## Directions
Nothing is needed except the lines below that run from the one with "repository 4e506e2751608848" through the one with "the search path.", repeated exactly.

## Material for this task
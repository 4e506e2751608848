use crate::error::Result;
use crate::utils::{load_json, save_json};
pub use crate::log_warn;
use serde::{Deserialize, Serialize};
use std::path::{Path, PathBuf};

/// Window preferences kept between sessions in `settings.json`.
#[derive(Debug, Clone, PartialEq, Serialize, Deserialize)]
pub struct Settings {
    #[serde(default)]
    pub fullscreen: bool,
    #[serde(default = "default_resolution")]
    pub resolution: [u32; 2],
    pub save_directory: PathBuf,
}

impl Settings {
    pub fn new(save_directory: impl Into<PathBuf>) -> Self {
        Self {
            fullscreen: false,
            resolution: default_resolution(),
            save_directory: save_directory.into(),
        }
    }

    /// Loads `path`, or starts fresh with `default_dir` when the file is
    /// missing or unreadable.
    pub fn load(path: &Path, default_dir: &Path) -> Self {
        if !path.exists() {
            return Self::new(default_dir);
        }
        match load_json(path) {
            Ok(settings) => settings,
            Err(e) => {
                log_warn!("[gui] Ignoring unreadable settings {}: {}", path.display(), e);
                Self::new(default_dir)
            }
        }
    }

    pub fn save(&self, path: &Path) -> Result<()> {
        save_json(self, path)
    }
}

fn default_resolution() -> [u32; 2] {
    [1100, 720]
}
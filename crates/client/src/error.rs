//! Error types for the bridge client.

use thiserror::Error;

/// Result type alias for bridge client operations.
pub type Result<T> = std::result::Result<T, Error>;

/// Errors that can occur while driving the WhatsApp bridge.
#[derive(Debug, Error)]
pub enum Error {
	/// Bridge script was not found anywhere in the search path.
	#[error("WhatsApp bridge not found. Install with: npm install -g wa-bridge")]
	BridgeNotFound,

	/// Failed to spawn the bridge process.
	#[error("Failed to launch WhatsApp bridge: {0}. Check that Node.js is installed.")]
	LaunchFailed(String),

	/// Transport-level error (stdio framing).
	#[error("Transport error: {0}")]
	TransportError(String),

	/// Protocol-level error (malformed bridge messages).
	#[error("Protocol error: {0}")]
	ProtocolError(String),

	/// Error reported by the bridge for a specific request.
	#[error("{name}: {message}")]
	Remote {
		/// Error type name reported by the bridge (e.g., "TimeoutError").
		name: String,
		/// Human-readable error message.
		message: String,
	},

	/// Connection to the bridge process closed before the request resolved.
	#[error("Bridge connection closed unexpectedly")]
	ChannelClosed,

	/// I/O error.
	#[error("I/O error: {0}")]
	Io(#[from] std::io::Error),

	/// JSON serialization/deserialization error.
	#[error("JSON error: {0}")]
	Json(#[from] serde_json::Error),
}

==

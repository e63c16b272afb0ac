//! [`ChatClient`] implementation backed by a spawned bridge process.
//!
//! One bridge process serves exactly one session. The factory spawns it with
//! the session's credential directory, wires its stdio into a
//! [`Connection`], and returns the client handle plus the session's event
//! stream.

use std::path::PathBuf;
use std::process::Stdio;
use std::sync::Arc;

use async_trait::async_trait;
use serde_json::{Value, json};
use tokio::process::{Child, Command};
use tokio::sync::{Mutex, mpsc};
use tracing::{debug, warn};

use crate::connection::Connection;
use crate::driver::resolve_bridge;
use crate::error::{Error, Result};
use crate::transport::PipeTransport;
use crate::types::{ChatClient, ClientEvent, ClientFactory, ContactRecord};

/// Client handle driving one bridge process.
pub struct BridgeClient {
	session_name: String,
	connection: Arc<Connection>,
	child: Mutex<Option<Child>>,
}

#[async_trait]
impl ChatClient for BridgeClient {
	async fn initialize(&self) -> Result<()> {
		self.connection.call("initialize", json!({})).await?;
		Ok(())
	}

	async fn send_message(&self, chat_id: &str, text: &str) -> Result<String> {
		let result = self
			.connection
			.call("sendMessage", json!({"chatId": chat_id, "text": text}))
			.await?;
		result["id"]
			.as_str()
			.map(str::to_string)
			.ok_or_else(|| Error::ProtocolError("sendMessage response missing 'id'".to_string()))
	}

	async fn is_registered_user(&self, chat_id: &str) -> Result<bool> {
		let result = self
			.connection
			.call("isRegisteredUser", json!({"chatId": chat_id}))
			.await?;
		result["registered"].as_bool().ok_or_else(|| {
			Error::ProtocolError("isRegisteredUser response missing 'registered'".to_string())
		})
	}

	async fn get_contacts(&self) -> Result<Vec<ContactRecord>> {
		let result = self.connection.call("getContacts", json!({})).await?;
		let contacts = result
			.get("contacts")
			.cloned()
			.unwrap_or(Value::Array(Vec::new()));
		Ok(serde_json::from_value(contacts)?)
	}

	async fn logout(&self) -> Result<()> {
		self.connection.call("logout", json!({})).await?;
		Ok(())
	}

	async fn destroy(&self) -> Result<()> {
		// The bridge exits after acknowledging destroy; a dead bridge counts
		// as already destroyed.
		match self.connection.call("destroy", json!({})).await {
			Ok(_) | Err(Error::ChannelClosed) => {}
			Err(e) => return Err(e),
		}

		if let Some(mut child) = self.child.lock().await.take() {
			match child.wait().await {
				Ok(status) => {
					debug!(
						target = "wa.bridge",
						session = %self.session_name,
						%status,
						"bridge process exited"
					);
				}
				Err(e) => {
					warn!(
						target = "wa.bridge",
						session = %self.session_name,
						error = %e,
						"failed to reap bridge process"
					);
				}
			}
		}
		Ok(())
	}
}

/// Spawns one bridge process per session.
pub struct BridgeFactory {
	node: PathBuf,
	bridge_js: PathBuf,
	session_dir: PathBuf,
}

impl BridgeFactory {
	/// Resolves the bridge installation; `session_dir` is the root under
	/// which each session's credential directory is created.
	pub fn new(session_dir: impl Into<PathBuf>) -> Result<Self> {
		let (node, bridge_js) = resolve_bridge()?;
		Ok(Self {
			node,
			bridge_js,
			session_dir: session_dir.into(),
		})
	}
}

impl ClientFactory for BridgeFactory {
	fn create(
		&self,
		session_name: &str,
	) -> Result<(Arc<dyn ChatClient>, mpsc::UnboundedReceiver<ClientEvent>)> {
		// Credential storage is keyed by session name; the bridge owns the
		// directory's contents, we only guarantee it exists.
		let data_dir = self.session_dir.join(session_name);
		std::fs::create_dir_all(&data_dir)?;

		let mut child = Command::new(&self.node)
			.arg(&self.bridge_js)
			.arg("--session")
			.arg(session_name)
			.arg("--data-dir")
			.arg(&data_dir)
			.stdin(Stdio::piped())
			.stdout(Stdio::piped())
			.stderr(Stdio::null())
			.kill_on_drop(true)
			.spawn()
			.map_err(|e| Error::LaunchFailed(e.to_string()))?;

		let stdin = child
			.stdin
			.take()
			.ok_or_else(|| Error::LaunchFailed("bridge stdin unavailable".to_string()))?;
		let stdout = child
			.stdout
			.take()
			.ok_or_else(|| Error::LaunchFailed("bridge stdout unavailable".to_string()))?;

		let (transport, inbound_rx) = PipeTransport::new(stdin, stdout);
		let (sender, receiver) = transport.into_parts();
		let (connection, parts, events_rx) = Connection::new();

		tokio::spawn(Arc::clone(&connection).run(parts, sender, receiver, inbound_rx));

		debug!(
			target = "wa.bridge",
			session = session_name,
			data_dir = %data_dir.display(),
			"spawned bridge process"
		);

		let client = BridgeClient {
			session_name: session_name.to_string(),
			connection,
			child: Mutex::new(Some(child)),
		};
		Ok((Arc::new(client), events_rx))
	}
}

* * *

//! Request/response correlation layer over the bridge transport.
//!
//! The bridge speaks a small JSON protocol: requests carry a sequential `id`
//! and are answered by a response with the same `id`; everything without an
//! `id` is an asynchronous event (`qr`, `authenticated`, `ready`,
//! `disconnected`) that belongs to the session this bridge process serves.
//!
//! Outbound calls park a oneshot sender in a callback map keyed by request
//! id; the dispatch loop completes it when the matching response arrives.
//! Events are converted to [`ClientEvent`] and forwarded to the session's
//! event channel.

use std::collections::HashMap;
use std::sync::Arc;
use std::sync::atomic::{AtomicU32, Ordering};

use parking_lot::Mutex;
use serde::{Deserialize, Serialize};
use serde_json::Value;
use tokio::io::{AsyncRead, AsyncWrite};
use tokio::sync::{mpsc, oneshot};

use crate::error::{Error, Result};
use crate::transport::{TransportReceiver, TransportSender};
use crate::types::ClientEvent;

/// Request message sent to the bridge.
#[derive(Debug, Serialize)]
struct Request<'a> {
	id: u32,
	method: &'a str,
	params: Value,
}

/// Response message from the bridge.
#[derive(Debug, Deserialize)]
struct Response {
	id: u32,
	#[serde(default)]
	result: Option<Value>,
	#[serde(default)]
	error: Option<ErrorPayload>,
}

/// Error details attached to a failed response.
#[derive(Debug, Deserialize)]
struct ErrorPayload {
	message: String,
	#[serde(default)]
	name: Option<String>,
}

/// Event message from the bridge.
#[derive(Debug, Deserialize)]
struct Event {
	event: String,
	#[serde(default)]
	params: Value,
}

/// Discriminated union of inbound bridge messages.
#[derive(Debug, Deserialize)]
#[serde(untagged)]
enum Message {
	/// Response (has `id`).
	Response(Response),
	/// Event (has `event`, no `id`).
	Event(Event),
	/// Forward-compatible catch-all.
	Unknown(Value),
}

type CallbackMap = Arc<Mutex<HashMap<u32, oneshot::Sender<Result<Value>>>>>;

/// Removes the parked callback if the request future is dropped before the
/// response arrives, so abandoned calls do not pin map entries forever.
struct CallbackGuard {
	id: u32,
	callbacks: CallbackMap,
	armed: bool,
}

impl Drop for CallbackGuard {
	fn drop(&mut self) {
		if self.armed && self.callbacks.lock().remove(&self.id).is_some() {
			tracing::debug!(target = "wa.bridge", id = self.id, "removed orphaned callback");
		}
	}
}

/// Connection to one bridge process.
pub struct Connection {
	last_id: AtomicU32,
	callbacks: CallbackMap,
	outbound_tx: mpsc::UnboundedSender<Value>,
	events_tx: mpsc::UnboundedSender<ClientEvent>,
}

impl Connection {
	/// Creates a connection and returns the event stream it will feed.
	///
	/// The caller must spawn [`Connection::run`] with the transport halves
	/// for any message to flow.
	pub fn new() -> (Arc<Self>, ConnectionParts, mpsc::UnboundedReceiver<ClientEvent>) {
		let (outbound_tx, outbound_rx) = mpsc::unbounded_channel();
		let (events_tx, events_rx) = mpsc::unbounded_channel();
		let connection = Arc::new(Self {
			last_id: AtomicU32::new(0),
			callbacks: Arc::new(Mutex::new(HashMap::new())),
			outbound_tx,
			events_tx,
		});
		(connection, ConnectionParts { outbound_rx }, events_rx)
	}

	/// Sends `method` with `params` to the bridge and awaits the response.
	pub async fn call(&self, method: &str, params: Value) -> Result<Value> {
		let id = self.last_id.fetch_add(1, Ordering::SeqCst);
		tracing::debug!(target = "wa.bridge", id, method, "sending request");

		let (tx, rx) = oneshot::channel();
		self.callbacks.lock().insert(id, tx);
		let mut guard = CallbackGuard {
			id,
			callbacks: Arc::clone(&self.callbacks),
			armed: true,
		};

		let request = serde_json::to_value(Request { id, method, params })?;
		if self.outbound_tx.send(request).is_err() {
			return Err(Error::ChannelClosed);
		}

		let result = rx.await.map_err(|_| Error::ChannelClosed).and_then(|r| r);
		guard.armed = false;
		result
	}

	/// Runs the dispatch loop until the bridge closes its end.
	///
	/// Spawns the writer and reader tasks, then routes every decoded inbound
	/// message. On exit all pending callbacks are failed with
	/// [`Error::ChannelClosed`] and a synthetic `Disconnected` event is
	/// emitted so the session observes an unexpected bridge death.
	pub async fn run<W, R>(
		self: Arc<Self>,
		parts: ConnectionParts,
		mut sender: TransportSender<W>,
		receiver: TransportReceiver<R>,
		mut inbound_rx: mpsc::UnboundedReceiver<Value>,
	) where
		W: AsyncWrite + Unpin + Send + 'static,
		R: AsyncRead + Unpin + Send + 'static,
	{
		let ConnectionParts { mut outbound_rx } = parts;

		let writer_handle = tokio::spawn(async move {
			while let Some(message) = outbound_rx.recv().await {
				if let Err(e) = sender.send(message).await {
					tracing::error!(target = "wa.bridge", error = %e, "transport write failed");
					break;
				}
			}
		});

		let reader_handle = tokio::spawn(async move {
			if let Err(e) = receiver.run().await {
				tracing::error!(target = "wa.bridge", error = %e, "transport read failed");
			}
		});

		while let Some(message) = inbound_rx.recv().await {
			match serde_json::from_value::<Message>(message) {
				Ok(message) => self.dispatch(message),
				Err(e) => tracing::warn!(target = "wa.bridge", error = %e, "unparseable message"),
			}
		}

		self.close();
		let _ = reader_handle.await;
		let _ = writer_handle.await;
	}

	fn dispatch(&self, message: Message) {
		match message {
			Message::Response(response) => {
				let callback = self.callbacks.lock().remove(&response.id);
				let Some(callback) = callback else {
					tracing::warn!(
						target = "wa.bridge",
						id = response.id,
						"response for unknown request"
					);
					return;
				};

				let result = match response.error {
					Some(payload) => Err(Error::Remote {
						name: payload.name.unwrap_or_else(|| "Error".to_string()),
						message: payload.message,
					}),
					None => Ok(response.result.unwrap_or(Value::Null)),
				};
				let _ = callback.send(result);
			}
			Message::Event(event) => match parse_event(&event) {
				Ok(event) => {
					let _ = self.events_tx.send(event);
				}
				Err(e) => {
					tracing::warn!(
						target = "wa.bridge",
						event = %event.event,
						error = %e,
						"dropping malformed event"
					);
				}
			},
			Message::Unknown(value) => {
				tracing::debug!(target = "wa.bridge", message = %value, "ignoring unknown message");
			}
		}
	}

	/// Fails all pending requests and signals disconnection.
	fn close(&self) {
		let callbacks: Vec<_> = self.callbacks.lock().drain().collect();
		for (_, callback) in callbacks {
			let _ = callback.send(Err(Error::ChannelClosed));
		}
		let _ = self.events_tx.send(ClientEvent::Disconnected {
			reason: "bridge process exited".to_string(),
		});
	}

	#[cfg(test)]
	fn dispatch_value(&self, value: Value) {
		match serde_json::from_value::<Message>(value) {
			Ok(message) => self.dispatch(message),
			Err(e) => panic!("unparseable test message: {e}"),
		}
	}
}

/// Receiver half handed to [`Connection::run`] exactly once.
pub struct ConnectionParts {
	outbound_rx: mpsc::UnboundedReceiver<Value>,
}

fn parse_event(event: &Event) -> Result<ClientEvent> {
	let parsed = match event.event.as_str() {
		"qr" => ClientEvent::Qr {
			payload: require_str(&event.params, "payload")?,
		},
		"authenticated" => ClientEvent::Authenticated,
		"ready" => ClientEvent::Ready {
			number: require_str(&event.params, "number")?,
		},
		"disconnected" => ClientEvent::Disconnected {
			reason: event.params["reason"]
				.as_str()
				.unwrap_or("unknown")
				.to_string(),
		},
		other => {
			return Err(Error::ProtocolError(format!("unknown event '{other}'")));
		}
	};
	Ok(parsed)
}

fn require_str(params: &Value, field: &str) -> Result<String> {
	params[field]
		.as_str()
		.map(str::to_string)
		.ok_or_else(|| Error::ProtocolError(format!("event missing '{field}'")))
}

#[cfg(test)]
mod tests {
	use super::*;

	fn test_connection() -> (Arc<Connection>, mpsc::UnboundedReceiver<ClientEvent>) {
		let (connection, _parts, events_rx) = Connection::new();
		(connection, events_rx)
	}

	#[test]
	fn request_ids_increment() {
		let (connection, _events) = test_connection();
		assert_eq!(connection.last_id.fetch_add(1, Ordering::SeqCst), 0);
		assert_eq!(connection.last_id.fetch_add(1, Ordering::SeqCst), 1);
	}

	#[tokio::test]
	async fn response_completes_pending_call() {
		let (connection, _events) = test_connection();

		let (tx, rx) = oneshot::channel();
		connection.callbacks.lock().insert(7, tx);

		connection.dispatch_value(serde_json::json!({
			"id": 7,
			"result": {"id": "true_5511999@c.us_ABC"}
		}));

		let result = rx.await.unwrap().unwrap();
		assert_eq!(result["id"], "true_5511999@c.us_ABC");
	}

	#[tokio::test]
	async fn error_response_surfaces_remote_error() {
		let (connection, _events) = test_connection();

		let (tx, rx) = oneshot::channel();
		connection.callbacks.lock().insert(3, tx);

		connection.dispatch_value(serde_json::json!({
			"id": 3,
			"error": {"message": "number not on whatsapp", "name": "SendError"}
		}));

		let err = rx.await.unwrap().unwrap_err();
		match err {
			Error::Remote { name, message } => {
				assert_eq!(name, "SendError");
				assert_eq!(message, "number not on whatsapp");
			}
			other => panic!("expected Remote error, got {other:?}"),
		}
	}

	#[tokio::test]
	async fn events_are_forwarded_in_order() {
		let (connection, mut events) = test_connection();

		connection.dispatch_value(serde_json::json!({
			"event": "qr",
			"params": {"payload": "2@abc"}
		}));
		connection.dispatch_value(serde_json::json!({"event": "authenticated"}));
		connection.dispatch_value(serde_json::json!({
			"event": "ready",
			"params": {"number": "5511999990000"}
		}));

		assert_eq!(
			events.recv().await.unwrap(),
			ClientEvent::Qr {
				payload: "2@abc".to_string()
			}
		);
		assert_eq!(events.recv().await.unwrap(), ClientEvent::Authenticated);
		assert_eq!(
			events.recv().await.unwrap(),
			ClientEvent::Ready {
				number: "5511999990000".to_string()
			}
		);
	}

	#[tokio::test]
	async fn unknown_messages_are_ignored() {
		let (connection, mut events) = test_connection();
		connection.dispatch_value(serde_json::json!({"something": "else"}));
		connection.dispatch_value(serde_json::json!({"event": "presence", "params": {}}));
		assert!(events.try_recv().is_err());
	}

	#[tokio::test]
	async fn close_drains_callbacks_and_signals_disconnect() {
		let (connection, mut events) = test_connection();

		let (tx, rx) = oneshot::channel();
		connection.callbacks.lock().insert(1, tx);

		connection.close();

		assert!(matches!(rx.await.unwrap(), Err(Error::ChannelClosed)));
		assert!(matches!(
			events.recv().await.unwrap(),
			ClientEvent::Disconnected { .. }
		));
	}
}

## Answer to this task
repository 4e506e2751608848
use crate::error::Result;
use crate::utils::{load_json, save_json};
pub use crate::log_warn;
use serde::{Deserialize, Serialize};
use std::path::{Path, PathBuf};

/// Window preferences kept between sessions in `settings.json`.
#[derive(Debug, Clone, PartialEq, Serialize, Deserialize)]
pub struct Settings {
    #[serde(default)]
    pub fullscreen: bool,
    #[serde(default = "default_resolution")]
    pub resolution: [u32; 2],
    pub save_directory: PathBuf,
}

impl Settings {
    pub fn new(save_directory: impl Into<PathBuf>) -> Self {
        Self {
            fullscreen: false,
            resolution: default_resolution(),
            save_directory: save_directory.into(),
        }
    }

    /// Loads `path`, or starts fresh with `default_dir` when the file is
    /// missing or unreadable.
    pub fn load(path: &Path, default_dir: &Path) -> Self {
        if !path.exists() {
            return Self::new(default_dir);
        }
        match load_json(path) {
            Ok(settings) => settings,
            Err(e) => {
                log_warn!("[gui] Ignoring unreadable settings {}: {}", path.display(), e);
                Self::new(default_dir)
            }
        }
    }

    pub fn save(&self, path: &Path) -> Result<()> {
        save_json(self, path)
    }
}

fn default_resolution() -> [u32; 2] {
    [1100, 720]
}
filename crates/client/src/error.rs
//! Error types for the bridge client.

use thiserror::Error;

/// Result type alias for bridge client operations.
pub type Result<T> = std::result::Result<T, Error>;

/// Errors that can occur while driving the WhatsApp bridge.
#[derive(Debug, Error)]
pub enum Error {
	/// Bridge script was not found anywhere in the search path.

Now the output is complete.